It only remains to notice the important change in the mode of inflicting capital punishment by the act of 1868. By the 31 V. c. 24, sentence of death ceased to be a public exhibition, and was required to be carried on for murder within the walls of the prison in which the offender is confined at the time of execution. The sheriff, gaoler, chaplain, surgeon, and other officers of the prison to be present, together with the relatives of convict, and others the sheriff deems proper to admit. The coroner of the jurisdiction to hold an inquest within twenty-four hours after execution, to identify the body, and attest the regularity of the execution. Burial of the offender to be within the walls of the prison. Power given to a secretary of state to make rules to regulate executions. By ss. 13,14, act to apply to Scotland and Ireland, with certain modifications.

CHAPTER IV.

Procedure and Reforms in Chancery.

SOME efforts were made to lessen expense and expedite proceedings in the court of Chancery in 1850 and 1851, by allowing suitors to state special cases for the opinion of the court, and for the establishment of a court of appeal. But the more general and effective measures of reform in this branch of judiciary were three acts of the session of 1852. The first of these acts, 15 & 16 V. c. 87, relates principally to the officers of the court, who, when the lord chancellor shall direct, are to be paid by salaries instead of by fees, and the fees are to be collected by stamps on documents. A more important statute is the 15 & 16 V. c. 86, under which the practice of engrossing bills on parchment is discontinued, and a printed bill filed instead. Writs of subpoena and summons are abolished, and defendants are to be served with a printed bill instead. The plaintiff is to deliver to defendant such a number of copies of the printed bill as he shall have occasion for, defendant paying for them at such rate as shall be prescribed by a general order; and this provision extends to amendment of bills. The lord chancellor may suspend the provisions as to the printing and filing of bills, when former practice will be revived. Bills of complaint are to contain concise narratives of material facts, divided into numbered paragraphs, but not to contain interrogatories, and interrogatories are to be filed in the Record Office within a prescribed time. Defendants may answer without leave within the time now prescribed, but after that time they must have leave. The de

fendant's answer may contain not only an answer to his case, but statements material thereto. The plaintiff may, on expiry of time for answering, but before replication, move for a decree or decretal erder, which the court may grant or refuse. The practice of exceptmg to bills and answers for impertinence is abolished. The court may order defendant to produce documents on oath, and plaintiff may also be required to produce documents after the answer has been put in. The defendant may in certain cases file interrogatories for the examination of the plaintiff, or he may exhibit a cross-bill instead. The practice of issuing commissions to take answers, pleas, disclaimers, and examinations, is abolished, and these documents may be filed without any more formality than is now required in the swearing and filing of an affidavit. In Scotland and Ireland, the Channel Islands, or British Colonies, they may be sworn and taken before any judge, or person lawfully authorized to administer oaths, and in foreign ports before her Majesty's consul or viceconsul.

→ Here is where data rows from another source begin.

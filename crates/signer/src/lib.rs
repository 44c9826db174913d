//! Traits and types for signing and verifying recovery tokens.
//!
//! Signatures are treated as opaque byte strings so callers
//! never need to know the signature length in advance.
#![deny(missing_docs)]
#![forbid(unsafe_code)]
#![cfg_attr(docsrs, feature(doc_cfg))]

mod error;

pub use error::Error;

use serde::{Deserialize, Serialize};
use std::fmt;

/// Result type for the signer library.
pub(crate) type Result<T> = std::result::Result<T, Error>;

/// Boxed signer.
pub type BoxedSigner = Box<dyn Signer + Send + Sync + 'static>;

/// Boxed verifier.
pub type BoxedVerifier = Box<dyn Verifier + Send + Sync + 'static>;

impl Clone for BoxedSigner {
    fn clone(&self) -> Self {
        self.clone_boxed()
    }
}

impl Clone for BoxedVerifier {
    fn clone(&self) -> Self {
        self.clone_boxed()
    }
}

/// Supported signature schemes.
#[derive(
    Debug, Clone, Copy, Hash, Eq, PartialEq, Serialize, Deserialize,
)]
#[serde(rename_all = "lowercase")]
pub enum Scheme {
    /// ECDSA over secp256k1 with SHA-256 and DER signatures.
    Ecdsa,
    /// Ed25519 signatures.
    Ed25519,
}

impl Scheme {
    /// Generate a random signing key for this scheme.
    pub fn random_signer(&self) -> BoxedSigner {
        let signer: BoxedSigner = match self {
            Self::Ecdsa => Box::new(ecdsa::SingleParty::new_random()),
            Self::Ed25519 => Box::new(ed25519::SingleParty::new_random()),
        };
        signer
    }

    /// Parse a hex encoded private key for this scheme.
    pub fn signer_from_hex(&self, value: &str) -> Result<BoxedSigner> {
        let bytes = hex::decode(value.trim_start_matches("0x"))?;
        let signer: BoxedSigner = match self {
            Self::Ecdsa => {
                Box::new(ecdsa::SingleParty::try_from(bytes.as_slice())?)
            }
            Self::Ed25519 => {
                Box::new(ed25519::SingleParty::try_from(bytes.as_slice())?)
            }
        };
        Ok(signer)
    }

    /// Parse a hex encoded public key for this scheme.
    ///
    /// ECDSA keys are SEC1 encoded (compressed or uncompressed),
    /// Ed25519 keys are the 32 byte compressed point.
    pub fn verifier_from_hex(&self, value: &str) -> Result<BoxedVerifier> {
        let bytes = hex::decode(value.trim_start_matches("0x"))?;
        match self {
            Self::Ecdsa => ecdsa::verifying_key(&bytes),
            Self::Ed25519 => ed25519::verifying_key(&bytes),
        }
    }
}

impl fmt::Display for Scheme {
    fn fmt(&self, f: &mut fmt::Formatter<'_>) -> fmt::Result {
        match self {
            Self::Ecdsa => write!(f, "ecdsa"),
            Self::Ed25519 => write!(f, "ed25519"),
        }
    }
}

/// Trait for implementations that can sign a message.
pub trait Signer {
    /// Signature scheme for this signer.
    fn scheme(&self) -> Scheme;

    /// Sign a message and return the encoded signature bytes.
    fn sign(&self, message: &[u8]) -> Result<Vec<u8>>;

    /// Get the verifying key for this signer.
    fn verifying_key(&self) -> BoxedVerifier;

    /// Clone a boxed version of this signer.
    fn clone_boxed(&self) -> BoxedSigner;

    /// Get the bytes for this signing key.
    fn to_bytes(&self) -> Vec<u8>;
}

/// Trait for public keys that can verify a signature.
pub trait Verifier {
    /// Signature scheme for this verifier.
    fn scheme(&self) -> Scheme;

    /// Determine if a signature is valid for a message.
    ///
    /// Signature bytes that cannot be parsed for the scheme
    /// do not verify.
    fn verify(&self, message: &[u8], signature: &[u8]) -> bool;

    /// Clone a boxed version of this verifier.
    fn clone_boxed(&self) -> BoxedVerifier;

    /// Get the encoded bytes for this public key.
    fn to_bytes(&self) -> Vec<u8>;
}

/// ECDSA signer using the Secp256k1 curve from the k256 library.
pub mod ecdsa {
    use rand::rngs::OsRng;

    pub use k256::ecdsa::{Signature, SigningKey, VerifyingKey};

    use super::{BoxedSigner, BoxedVerifier, Scheme, Signer, Verifier};
    use crate::Result;

    /// Parse a SEC1 encoded verifying key.
    pub(crate) fn verifying_key(bytes: &[u8]) -> Result<BoxedVerifier> {
        Ok(Box::new(VerifyingKey::from_sec1_bytes(bytes)?))
    }

    /// Signer for a single party key.
    #[derive(Clone)]
    pub struct SingleParty(pub SigningKey);

    impl SingleParty {
        /// Generate a new random single party signing key.
        pub fn new_random() -> SingleParty {
            let mut csprng = OsRng {};
            let signing_key = SigningKey::random(&mut csprng);
            SingleParty(signing_key)
        }
    }

    impl Signer for SingleParty {
        fn scheme(&self) -> Scheme {
            Scheme::Ecdsa
        }

        fn clone_boxed(&self) -> BoxedSigner {
            Box::new(self.clone())
        }

        fn to_bytes(&self) -> Vec<u8> {
            self.0.to_bytes().as_slice().to_vec()
        }

        fn verifying_key(&self) -> BoxedVerifier {
            Box::new(*self.0.verifying_key())
        }

        fn sign(&self, message: &[u8]) -> Result<Vec<u8>> {
            let signature: Signature =
                k256::ecdsa::signature::Signer::try_sign(&self.0, message)?;
            Ok(signature.to_der().as_bytes().to_vec())
        }
    }

    impl Verifier for VerifyingKey {
        fn scheme(&self) -> Scheme {
            Scheme::Ecdsa
        }

        fn verify(&self, message: &[u8], signature: &[u8]) -> bool {
            let Ok(signature) = Signature::from_der(signature) else {
                return false;
            };
            k256::ecdsa::signature::Verifier::verify(
                self, message, &signature,
            )
            .is_ok()
        }

        fn clone_boxed(&self) -> BoxedVerifier {
            Box::new(*self)
        }

        fn to_bytes(&self) -> Vec<u8> {
            self.to_encoded_point(true).as_bytes().to_vec()
        }
    }

    impl TryFrom<[u8; 32]> for SingleParty {
        type Error = crate::Error;
        fn try_from(
            value: [u8; 32],
        ) -> std::result::Result<Self, Self::Error> {
            (&value).try_into()
        }
    }

    impl<'a> TryFrom<&'a [u8; 32]> for SingleParty {
        type Error = crate::Error;
        fn try_from(
            value: &'a [u8; 32],
        ) -> std::result::Result<Self, Self::Error> {
            Ok(Self(SigningKey::from_bytes(value.into())?))
        }
    }

    impl TryFrom<&[u8]> for SingleParty {
        type Error = crate::Error;
        fn try_from(value: &[u8]) -> std::result::Result<Self, Self::Error> {
            let value: [u8; 32] =
                value.try_into().map_err(|_| crate::Error::KeyLength {
                    expected: 32,
                    length: value.len(),
                })?;
            value.try_into()
        }
    }
}

/// ED25519 signer using the ed25519-dalek library.
pub mod ed25519 {
    pub use ed25519_dalek::{
        Signature, Signer as Ed25519Signer, SigningKey, VerifyingKey,
        PUBLIC_KEY_LENGTH, SECRET_KEY_LENGTH,
    };
    use rand::rngs::OsRng;

    use super::{BoxedSigner, BoxedVerifier, Scheme, Signer, Verifier};
    use crate::{Error, Result};

    /// Parse a compressed Ed25519 verifying key.
    pub(crate) fn verifying_key(bytes: &[u8]) -> Result<BoxedVerifier> {
        let bytes: [u8; PUBLIC_KEY_LENGTH] =
            bytes.try_into().map_err(|_| Error::KeyLength {
                expected: PUBLIC_KEY_LENGTH,
                length: bytes.len(),
            })?;
        let key =
            VerifyingKey::from_bytes(&bytes).map_err(Error::Ed25519)?;
        Ok(Box::new(key))
    }

    /// Signer for a single party key.
    pub struct SingleParty(pub SigningKey);

    /// Clone this signer.
    impl Clone for SingleParty {
        fn clone(&self) -> Self {
            Self(SigningKey::from_bytes(&self.0.to_bytes()))
        }
    }

    impl SingleParty {
        /// Generate a new random single party signing key.
        pub fn new_random() -> SingleParty {
            let mut csprng = OsRng {};
            let signing_key = SigningKey::generate(&mut csprng);
            SingleParty(signing_key)
        }
    }

    impl Signer for SingleParty {
        fn scheme(&self) -> Scheme {
            Scheme::Ed25519
        }

        fn clone_boxed(&self) -> BoxedSigner {
            Box::new(self.clone())
        }

        fn to_bytes(&self) -> Vec<u8> {
            self.0.to_bytes().as_slice().to_vec()
        }

        fn verifying_key(&self) -> BoxedVerifier {
            Box::new(self.0.verifying_key())
        }

        fn sign(&self, message: &[u8]) -> Result<Vec<u8>> {
            let signature: Signature = self.0.sign(message);
            Ok(signature.to_bytes().to_vec())
        }
    }

    impl Verifier for VerifyingKey {
        fn scheme(&self) -> Scheme {
            Scheme::Ed25519
        }

        fn verify(&self, message: &[u8], signature: &[u8]) -> bool {
            let Ok(signature) = Signature::from_slice(signature) else {
                return false;
            };
            self.verify_strict(message, &signature).is_ok()
        }

        fn clone_boxed(&self) -> BoxedVerifier {
            Box::new(*self)
        }

        fn to_bytes(&self) -> Vec<u8> {
            VerifyingKey::to_bytes(self).to_vec()
        }
    }

    impl TryFrom<[u8; SECRET_KEY_LENGTH]> for SingleParty {
        type Error = crate::Error;
        fn try_from(
            value: [u8; SECRET_KEY_LENGTH],
        ) -> std::result::Result<Self, Self::Error> {
            (&value).try_into()
        }
    }

    impl<'a> TryFrom<&'a [u8; SECRET_KEY_LENGTH]> for SingleParty {
        type Error = crate::Error;
        fn try_from(
            value: &'a [u8; SECRET_KEY_LENGTH],
        ) -> std::result::Result<Self, Self::Error> {
            Ok(Self(SigningKey::from_bytes(value)))
        }
    }

    impl TryFrom<&[u8]> for SingleParty {
        type Error = crate::Error;
        fn try_from(value: &[u8]) -> std::result::Result<Self, Self::Error> {
            let value: [u8; SECRET_KEY_LENGTH] =
                value.try_into().map_err(|_| Error::KeyLength {
                    expected: SECRET_KEY_LENGTH,
                    length: value.len(),
                })?;
            value.try_into()
        }
    }
}

#[cfg(test)]
mod tests {
    use super::*;
    use anyhow::Result;

    #[test]
    fn ecdsa_sign_verify() -> Result<()> {
        let signer = ecdsa::SingleParty::new_random();
        let message = b"recovery-token";
        let signature = signer.sign(message)?;
        let verifier = signer.verifying_key();
        assert!(verifier.verify(message, &signature));
        assert!(!verifier.verify(b"other", &signature));
        assert!(!verifier.verify(message, &[0u8; 8]));
        Ok(())
    }

    #[test]
    fn ed25519_sign_verify() -> Result<()> {
        let signer = ed25519::SingleParty::new_random();
        let message = b"recovery-token";
        let signature = signer.sign(message)?;
        assert_eq!(64, signature.len());
        let verifier = signer.verifying_key();
        assert!(verifier.verify(message, &signature));
        assert!(!verifier.verify(message, &signature[..63]));
        Ok(())
    }

    #[test]
    fn hex_key_material() -> Result<()> {
        for scheme in [Scheme::Ecdsa, Scheme::Ed25519] {
            let signer = scheme.random_signer();
            let private_hex = hex::encode(signer.to_bytes());
            let public_hex = hex::encode(signer.verifying_key().to_bytes());

            let signer = scheme.signer_from_hex(&private_hex)?;
            let verifier = scheme.verifier_from_hex(&public_hex)?;
            assert_eq!(scheme, signer.scheme());
            assert_eq!(scheme, verifier.scheme());

            let signature = signer.sign(b"message")?;
            assert!(verifier.verify(b"message", &signature));
        }
        Ok(())
    }

    #[test]
    fn key_length_error() {
        let result = Scheme::Ed25519.signer_from_hex("ff");
        assert!(matches!(
            result,
            Err(Error::KeyLength {
                expected: 32,
                length: 1
            })
        ));
    }

    #[test]
    fn cross_scheme_does_not_verify() -> Result<()> {
        let ecdsa = Scheme::Ecdsa.random_signer();
        let ed25519 = Scheme::Ed25519.random_signer();
        let signature = ecdsa.sign(b"message")?;
        assert!(!ed25519.verifying_key().verify(b"message", &signature));
        Ok(())
    }
}
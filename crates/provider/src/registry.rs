use crate::ProviderRecord;
use dar_token::{Error, ProviderRegistry};
use std::collections::HashMap;

/// Provider registry held in memory.
///
/// Account providers and recovery providers are kept apart
/// so an origin can act in both roles with different records.
#[derive(Debug, Default, Clone)]
pub struct MemoryRegistry {
    account_providers: HashMap<String, ProviderRecord>,
    recovery_providers: HashMap<String, ProviderRecord>,
}

impl MemoryRegistry {
    /// Create an empty registry.
    pub fn new() -> Self {
        Default::default()
    }

    /// Add an account provider.
    ///
    /// Returns the previous record for the origin.
    pub fn insert_account_provider(
        &mut self,
        record: ProviderRecord,
    ) -> Option<ProviderRecord> {
        self.account_providers
            .insert(record.origin().to_owned(), record)
    }

    /// Add a recovery provider.
    ///
    /// Returns the previous record for the origin.
    pub fn insert_recovery_provider(
        &mut self,
        record: ProviderRecord,
    ) -> Option<ProviderRecord> {
        self.recovery_providers
            .insert(record.origin().to_owned(), record)
    }

    /// Remove an account provider.
    pub fn remove_account_provider(
        &mut self,
        origin: &str,
    ) -> Option<ProviderRecord> {
        self.account_providers.remove(origin)
    }

    /// Remove a recovery provider.
    pub fn remove_recovery_provider(
        &mut self,
        origin: &str,
    ) -> Option<ProviderRecord> {
        self.recovery_providers.remove(origin)
    }
}

impl ProviderRegistry for MemoryRegistry {
    type AccountProvider = ProviderRecord;
    type RecoveryProvider = ProviderRecord;

    fn lookup_account_provider(
        &self,
        origin: &str,
    ) -> Result<ProviderRecord, Error> {
        self.account_providers
            .get(origin)
            .cloned()
            .ok_or_else(|| Error::UnknownProvider(origin.to_owned()))
    }

    fn lookup_recovery_provider(
        &self,
        origin: &str,
    ) -> Result<ProviderRecord, Error> {
        self.recovery_providers
            .get(origin)
            .cloned()
            .ok_or_else(|| Error::UnknownProvider(origin.to_owned()))
    }
}
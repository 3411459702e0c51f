// photo-gate-checks/src/lib.rs
// ============================================================================
// Module: Photo Gate Checks Library
// Description: Built-in check battery and registry discovery entry point.
// Purpose: Assemble the registered check set into a validated registry.
// Dependencies: photo-gate-core, crate submodules
// ============================================================================

//! ## Overview
//! The built-in battery covers every detection family of the validation
//! service: face presence and geometry, photographic quality, and background
//! content. Discovery iterates the registered variant set below — there is
//! no runtime module scanning — and yields a validated
//! [`photo_gate_core::Registry`] plus the record of any excluded check.

// ============================================================================
// SECTION: Modules
// ============================================================================

pub mod analysis;
pub mod background;
pub mod detector;
pub mod face;
pub mod quality;

// ============================================================================
// SECTION: Imports
// ============================================================================

use std::sync::Arc;

use photo_gate_core::Check;
use photo_gate_core::DiscoveryError;
use photo_gate_core::DiscoveryReport;
use photo_gate_core::Registry;

pub use detector::HeuristicFaceDetector;

// ============================================================================
// SECTION: Discovery
// ============================================================================

/// Returns the registered built-in check set, in canonical discovery order.
///
/// The order seeds the default `check_order` of derived configurations:
/// face presence first, then geometry, then quality, then background.
#[must_use]
pub fn builtin_checks() -> Vec<Arc<dyn Check>> {
    vec![
        Arc::new(face::FaceCountCheck),
        Arc::new(face::FacePoseCheck),
        Arc::new(face::FacePositionCheck),
        Arc::new(face::AccessoriesCheck),
        Arc::new(quality::BlurrinessCheck),
        Arc::new(quality::ColorModeCheck),
        Arc::new(quality::LightingCheck),
        Arc::new(quality::RealPhotoCheck),
        Arc::new(quality::RedEyeCheck),
        Arc::new(background::BackgroundCheck),
        Arc::new(background::ExtraneousObjectsCheck),
    ]
}

/// Discovers the built-in check battery into a validated registry.
///
/// # Errors
///
/// Returns [`DiscoveryError`] when discovery is fatally inconsistent
/// (duplicate names or an empty surviving set).
pub fn discover() -> Result<DiscoveryReport, DiscoveryError> {
    Registry::discover(builtin_checks())
}
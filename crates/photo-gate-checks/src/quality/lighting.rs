// photo-gate-checks/src/quality/lighting.rs
// ============================================================================
// Module: Lighting Check
// Description: Exposure and contrast analysis over the luminance plane.
// Purpose: Reject underexposed, overexposed, and flat images.
// Dependencies: async-trait, photo-gate-core, crate::analysis
// ============================================================================

//! Lighting check: exposure and contrast analysis over the luminance plane.

// ============================================================================
// SECTION: Imports
// ============================================================================

use std::collections::BTreeSet;

use async_trait::async_trait;
use serde_json::json;

use photo_gate_core::CapabilityTag;
use photo_gate_core::Check;
use photo_gate_core::CheckCategory;
use photo_gate_core::CheckDescriptor;
use photo_gate_core::CheckError;
use photo_gate_core::CheckEval;
use photo_gate_core::CheckName;
use photo_gate_core::EvalInput;
use photo_gate_core::LUMINANCE_PLANE_TAG;
use photo_gate_core::ParameterKind;
use photo_gate_core::ParameterSpec;
use photo_gate_core::ParameterValue;

use crate::analysis::luma_stats;
use crate::analysis::ratio_above;
use crate::analysis::ratio_below;

// ============================================================================
// SECTION: Parameters
// ============================================================================

/// Stable check identifier.
pub const CHECK_NAME: &str = "lighting";

/// Luminance below which a pixel counts as shadow.
const PARAM_UNDER: &str = "underexposure_threshold";

/// Luminance above which a pixel counts as highlight.
const PARAM_OVER: &str = "overexposure_threshold";

/// Standard deviation below which the image counts as low-contrast.
const PARAM_CONTRAST: &str = "low_contrast_threshold";

/// Shadow fraction above which the image fails.
const PARAM_SHADOW_RATIO: &str = "shadow_ratio_threshold";

/// Highlight fraction above which the image fails.
const PARAM_HIGHLIGHT_RATIO: &str = "highlight_ratio_threshold";

// ============================================================================
// SECTION: Check
// ============================================================================

/// Lighting check.
#[derive(Debug, Clone, Copy, Default)]
pub struct LightingCheck;

/// Builds one integer threshold parameter spec.
fn int_param(name: &str, default: i64, min: f64, max: f64, description: &str) -> ParameterSpec {
    ParameterSpec {
        name: name.to_string(),
        kind: ParameterKind::Int,
        default: Some(ParameterValue::Int(default)),
        min: Some(min),
        max: Some(max),
        choices: None,
        required: true,
        description: description.to_string(),
    }
}

/// Builds one ratio threshold parameter spec.
fn ratio_param(name: &str, default: f64, description: &str) -> ParameterSpec {
    ParameterSpec {
        name: name.to_string(),
        kind: ParameterKind::Float,
        default: Some(ParameterValue::Float(default)),
        min: Some(0.1),
        max: Some(0.8),
        choices: None,
        required: false,
        description: description.to_string(),
    }
}

#[async_trait]
impl Check for LightingCheck {
    fn describe(&self) -> CheckDescriptor {
        CheckDescriptor {
            name: CheckName::new(CHECK_NAME),
            display_name: "Lighting".to_string(),
            description: "Checks exposure balance and contrast".to_string(),
            category: CheckCategory::ImageQuality,
            version: "1.0.0".to_string(),
            author: "Photo Validation Team".to_string(),
            parameters: vec![
                int_param(PARAM_UNDER, 25, 5.0, 100.0, "Threshold for underexposed pixels"),
                int_param(PARAM_OVER, 240, 200.0, 255.0, "Threshold for overexposed pixels"),
                int_param(
                    PARAM_CONTRAST,
                    20,
                    5.0,
                    100.0,
                    "Standard deviation threshold for low contrast",
                ),
                ratio_param(
                    PARAM_SHADOW_RATIO,
                    0.4,
                    "Maximum fraction of shadow pixels",
                ),
                ratio_param(
                    PARAM_HIGHLIGHT_RATIO,
                    0.3,
                    "Maximum fraction of highlight pixels",
                ),
            ],
            dependencies: BTreeSet::from([CapabilityTag::new(LUMINANCE_PLANE_TAG)]),
            enabled_by_default: true,
            time_limit_secs: None,
        }
    }

    async fn evaluate(&self, input: &EvalInput<'_>) -> Result<CheckEval, CheckError> {
        let under = input.params.int(PARAM_UNDER)?;
        let over = input.params.int(PARAM_OVER)?;
        let contrast_floor = input.params.int(PARAM_CONTRAST)?;
        let shadow_limit = input.params.float(PARAM_SHADOW_RATIO)?;
        let highlight_limit = input.params.float(PARAM_HIGHLIGHT_RATIO)?;

        let luma = input.shared.luminance(input.photo).await?;
        let (mean, std_dev) = luma_stats(&luma);
        let shadow_ratio = ratio_below(&luma, u8::try_from(under).unwrap_or(u8::MAX));
        let highlight_ratio = ratio_above(&luma, u8::try_from(over).unwrap_or(u8::MAX));

        let mut reasons = Vec::new();
        if shadow_ratio > shadow_limit {
            reasons.push(format!(
                "Underexposed: {:.0}% of pixels in shadow (limit {:.0}%)",
                shadow_ratio * 100.0,
                shadow_limit * 100.0
            ));
        }
        if highlight_ratio > highlight_limit {
            reasons.push(format!(
                "Overexposed: {:.0}% of pixels blown out (limit {:.0}%)",
                highlight_ratio * 100.0,
                highlight_limit * 100.0
            ));
        }
        if std_dev < contrast_floor as f64 {
            reasons.push(format!(
                "Low contrast: deviation {std_dev:.1} below threshold {contrast_floor}"
            ));
        }

        let details = json!({
            "mean_brightness": mean,
            "std_dev": std_dev,
            "shadow_ratio": shadow_ratio,
            "highlight_ratio": highlight_ratio,
            "thresholds": {
                "underexposure": under,
                "overexposure": over,
                "low_contrast": contrast_floor,
                "shadow_ratio": shadow_limit,
                "highlight_ratio": highlight_limit,
            },
        });

        if reasons.is_empty() {
            Ok(CheckEval::passed(details))
        } else {
            Ok(CheckEval::failed(reasons.join("; "), details))
        }
    }
}
// photo-gate-core/src/runtime/events.rs
// ============================================================================
// Module: Runner Event Stream
// Description: Read-only progress events emitted during a validation run.
// Purpose: Decouple progress observation from aggregation logic.
// Dependencies: serde, crate::core
// ============================================================================

//! ## Overview
//! Monitoring collaborators subscribe to the runner's broadcast channel and
//! receive one `Started` event when a check enters execution plus one
//! `Completed` event carrying the terminal outcome, in completion order.
//! Subscribers never influence aggregation; a slow or absent subscriber
//! costs nothing beyond the channel's bounded buffer.

// ============================================================================
// SECTION: Imports
// ============================================================================

use serde::Deserialize;
use serde::Serialize;

use crate::core::identifiers::CheckName;
use crate::core::outcome::CheckOutcome;

// ============================================================================
// SECTION: Events
// ============================================================================

/// Progress event for one check within a validation run.
#[derive(Debug, Clone, PartialEq, Serialize, Deserialize)]
#[serde(tag = "event", rename_all = "snake_case")]
pub enum CheckEvent {
    /// Check entered execution.
    Started {
        /// Check identifier.
        check: CheckName,
    },
    /// Check reached a terminal state.
    Completed {
        /// Terminal outcome record.
        outcome: CheckOutcome,
    },
}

In the examination of witnesses important changes were introduced. The previous mode of examination was abolished, leaving power, however, to the court to order particular witnesses to be examined by interrogatory, and the evidence to be taken orally if required by either party, power being reserved to the court, if the requirement be by a party who has not sufficient interest, to make such an order as may be just. The witnesses are to be examined by one of the examiners of the court in presence of the parties, and be subject to cross-examination or re-examination. The depositions are to be read over to the witness, who shall sign the same, and, if he refuse, the examiner may sign them, and state such special matter as he may think fit. The original depositions are to be filed in the Record Office. Notwithstanding, however, that the parties may have elected to examine orally, affidavits by particular witnesses, or as to particular facts, may by consent or leave of the ecurt be used on the hearing of any case; but the witnesses by affidavit are to be subject to oral cross-examination and re-examination. The court may reqiure the production of oral examination before itself of any witness, and determine as to the payment of

costs.

With regard to the hearing of causes, there are a number of provisions to prevent delay on technical grounds. One is, that a defendant is not to take an objection for want of parties in any case to which certain rules set forth in the act extend, the object of these rules being to prevent mere technical objections; and the practice of setting down a cause merely on objection for want of parties is abolished, and the court is empowered to proceed without the representative of a deceased party being made a party, or it may appoint such representative.

Suits are not to be dismissed for misjoinder of plaintiffs, but the court may modify its decree according to special circumstances; and

the court may decide a suit, although only some of the parties interested are parties to it; but if the court is of opinion that the application is fraudulent or otherwise, it may refuse to make the order prayed. In case of abatement of the suit, or its becoming defective by reason of some change or transmission of interest or liability, an order may be made which shall have the same effect as a bill of revivor. Supplemental bills, for the purpose only of stating or putting in issue new facts or circumstances, cease to be required; but such matters may be introduced by way of amendment into the original bill, or the plaintiff may state such facts or circumstances on the record.

Where an account is to be taken, the court may give special directions as to the mode of taking it.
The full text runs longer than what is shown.